**TASK GOAL**
Copy each line below that includes "source".

**RECORDS PROVIDED**

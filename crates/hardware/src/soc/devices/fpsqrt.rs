//! Square-root unit (FPSQRT).
//!
//! Models the fixed-function square-root core. A single register doubles as the
//! operand input and the result output: writing a radicand starts the computation
//! and the next read returns the floor square root.
//!
//! The model computes the root the way the hardware datapath does, two radicand
//! bits per step (restoring digit recurrence), so it is an implementation
//! independent of the software binary search it is audited against.
//!
//! # Registers
//!
//! * `0x00`: Operand (write) / Result (read)

use crate::soc::devices::Device;

/// Offset of the operand/result register.
const REG_DATA: u64 = 0x00;

/// Square-root unit structure.
#[derive(Debug)]
pub struct FpSqrt {
    /// Base physical address of the device.
    base_addr: u64,
    /// Size of the decoded window.
    size: u64,
    /// Latched result of the last computation.
    result: u32,
    /// XOR mask applied to every result (fault injection).
    fault_mask: u32,
}

impl FpSqrt {
    /// Creates a new square-root unit.
    ///
    /// # Arguments
    ///
    /// * `base_addr` - The base physical address.
    /// * `size` - Size of the decoded window in bytes.
    /// * `fault_mask` - Bits to flip in every result; zero for a healthy unit.
    pub const fn new(base_addr: u64, size: u64, fault_mask: u32) -> Self {
        Self {
            base_addr,
            size,
            result: 0,
            fault_mask,
        }
    }

    /// Digit-recurrence integer square root: two radicand bits per iteration.
    const fn compute(radicand: u32) -> u32 {
        let mut rem = radicand;
        let mut root = 0u32;
        let mut bit = 1u32 << 30;
        while bit > rem {
            bit >>= 2;
        }
        while bit != 0 {
            if rem >= root + bit {
                rem -= root + bit;
                root = (root >> 1) + bit;
            } else {
                root >>= 1;
            }
            bit >>= 2;
        }
        root
    }
}

impl Device for FpSqrt {
    fn name(&self) -> &str {
        "FPSQRT"
    }

    fn address_range(&self) -> (u64, u64) {
        (self.base_addr, self.size)
    }

    /// Reads the latched result; other offsets read as zero.
    fn read_u32(&mut self, offset: u64) -> u32 {
        match offset {
            REG_DATA => self.result,
            _ => 0,
        }
    }

    /// Writing the data register computes and latches the root.
    fn write_u32(&mut self, offset: u64, val: u32) {
        if offset == REG_DATA {
            self.result = Self::compute(val) ^ self.fault_mask;
        }
    }

    fn reset(&mut self) {
        self.result = 0;
    }
}
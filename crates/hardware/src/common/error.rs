//! Error definitions.
//!
//! The measurement path itself is infallible: malformed operator input degrades to
//! zero, end-of-input is an `Option`, and a hardware/software mismatch is a reported
//! outcome rather than an error. The only failures are in setting the harness up,
//! which are described by [`ConfigError`].

use std::path::PathBuf;

use thiserror::Error;

/// Result alias for harness setup operations.
pub type Result<T> = std::result::Result<T, ConfigError>;

/// Errors raised while loading or validating a configuration.
#[derive(Debug, Error)]
pub enum ConfigError {
    /// The configuration file could not be read.
    #[error("cannot read config {path}: {source}")]
    Io {
        /// Path that was read.
        path: PathBuf,
        /// Underlying I/O error.
        #[source]
        source: std::io::Error,
    },

    /// The configuration text is not valid JSON for [`Config`](crate::config::Config).
    #[error("malformed config: {0}")]
    Parse(#[from] serde_json::Error),

    /// A field holds a value the harness cannot run with.
    #[error("invalid value for `{field}`: {reason}")]
    InvalidValue {
        /// Dotted path of the offending field.
        field: &'static str,
        /// Why the value was rejected.
        reason: String,
    },

    /// Two devices decode overlapping address windows.
    #[error("{first} window overlaps {second} window at {addr:#x}")]
    AddressOverlap {
        /// Device registered first.
        first: String,
        /// Device whose window collides.
        second: String,
        /// Base address of the colliding window.
        addr: u64,
    },

    /// The requested cycle counter is not available on this target.
    #[error("cycle counter `{0}` is not available on this target")]
    UnsupportedTimer(&'static str),
}

impl ConfigError {
    /// Creates an invalid value error.
    pub fn invalid(field: &'static str, reason: impl Into<String>) -> Self {
        Self::InvalidValue {
            field,
            reason: reason.into(),
        }
    }
}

**ANSWER TO THIS TASK**
    #[error("cannot read config {path}: {source}")]
        #[source]
        source: std::io::Error,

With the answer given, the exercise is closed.